◆ Problem description:
All lines below are to be output exactly as they stand.

◆ Listed entries:
::::
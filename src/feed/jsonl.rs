//! JSON Lines change feed.

use std::collections::HashMap;
use std::fs;
use std::path::Path;

use git2::Oid;

use super::{ChangeSource, FeedError};
use crate::core::{Change, ProjectName};

/// Changes loaded from a JSON Lines export, one change per line.
#[derive(Clone, Debug, Default)]
pub struct JsonlFeed {
    changes: Vec<Change>,
    by_commit: HashMap<(ProjectName, String), usize>,
}

impl JsonlFeed {
    pub fn open(path: &Path) -> Result<Self, FeedError> {
        let contents = fs::read_to_string(path).map_err(|source| FeedError::Unavailable {
            path: path.to_path_buf(),
            source,
        })?;
        Self::parse(&contents)
    }

    pub fn parse(contents: &str) -> Result<Self, FeedError> {
        let mut changes = Vec::new();
        for (idx, line) in contents.lines().enumerate() {
            let line = line.trim();
            if line.is_empty() {
                continue;
            }
            let change: Change = serde_json::from_str(line)
                .map_err(|source| FeedError::Parse { line: idx + 1, source })?;
            changes.push(change);
        }
        Ok(Self::from_changes(changes))
    }

    pub fn from_changes(changes: Vec<Change>) -> Self {
        let by_commit = changes
            .iter()
            .enumerate()
            .filter(|(_, change)| change.is_merged())
            .map(|(idx, change)| {
                (
                    (change.project.clone(), change.merge_commit.as_str().to_string()),
                    idx,
                )
            })
            .collect();
        Self { changes, by_commit }
    }

    pub fn len(&self) -> usize {
        self.changes.len()
    }

    pub fn is_empty(&self) -> bool {
        self.changes.is_empty()
    }
}

impl ChangeSource for JsonlFeed {
    fn merged_changes(&self) -> Result<Vec<Change>, FeedError> {
        Ok(self
            .changes
            .iter()
            .filter(|change| change.is_merged())
            .cloned()
            .collect())
    }

    fn change_for_commit(
        &self,
        project: &ProjectName,
        commit: Oid,
    ) -> Result<Option<Change>, FeedError> {
        let key = (project.clone(), commit.to_string());
        Ok(self.by_commit.get(&key).map(|idx| self.changes[*idx].clone()))
    }
}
::::
◆ Exercise answer:
filename src/feed/jsonl.rs
//! JSON Lines change feed.

use std::collections::HashMap;
use std::fs;
use std::path::Path;

use git2::Oid;

use super::{ChangeSource, FeedError};
use crate::core::{Change, ProjectName};

/// Changes loaded from a JSON Lines export, one change per line.
#[derive(Clone, Debug, Default)]
pub struct JsonlFeed {
    changes: Vec<Change>,
    by_commit: HashMap<(ProjectName, String), usize>,
}

impl JsonlFeed {
    pub fn open(path: &Path) -> Result<Self, FeedError> {
        let contents = fs::read_to_string(path).map_err(|source| FeedError::Unavailable {
            path: path.to_path_buf(),
            source,
        })?;
        Self::parse(&contents)
    }

    pub fn parse(contents: &str) -> Result<Self, FeedError> {
        let mut changes = Vec::new();
        for (idx, line) in contents.lines().enumerate() {
            let line = line.trim();
            if line.is_empty() {
                continue;
            }
            let change: Change = serde_json::from_str(line)
                .map_err(|source| FeedError::Parse { line: idx + 1, source })?;
            changes.push(change);
        }
        Ok(Self::from_changes(changes))
    }

    pub fn from_changes(changes: Vec<Change>) -> Self {
        let by_commit = changes
            .iter()
            .enumerate()
            .filter(|(_, change)| change.is_merged())
            .map(|(idx, change)| {
                (
                    (change.project.clone(), change.merge_commit.as_str().to_string()),
                    idx,
                )
            })
            .collect();
        Self { changes, by_commit }
    }

    pub fn len(&self) -> usize {
        self.changes.len()
    }

    pub fn is_empty(&self) -> bool {
        self.changes.is_empty()
    }
}

impl ChangeSource for JsonlFeed {
    fn merged_changes(&self) -> Result<Vec<Change>, FeedError> {
        Ok(self
            .changes
            .iter()
            .filter(|change| change.is_merged())
            .cloned()
            .collect())
    }

    fn change_for_commit(
        &self,
        project: &ProjectName,
        commit: Oid,
    ) -> Result<Option<Change>, FeedError> {
        let key = (project.clone(), commit.to_string());
        Ok(self.by_commit.get(&key).map(|idx| self.changes[*idx].clone()))
    }
}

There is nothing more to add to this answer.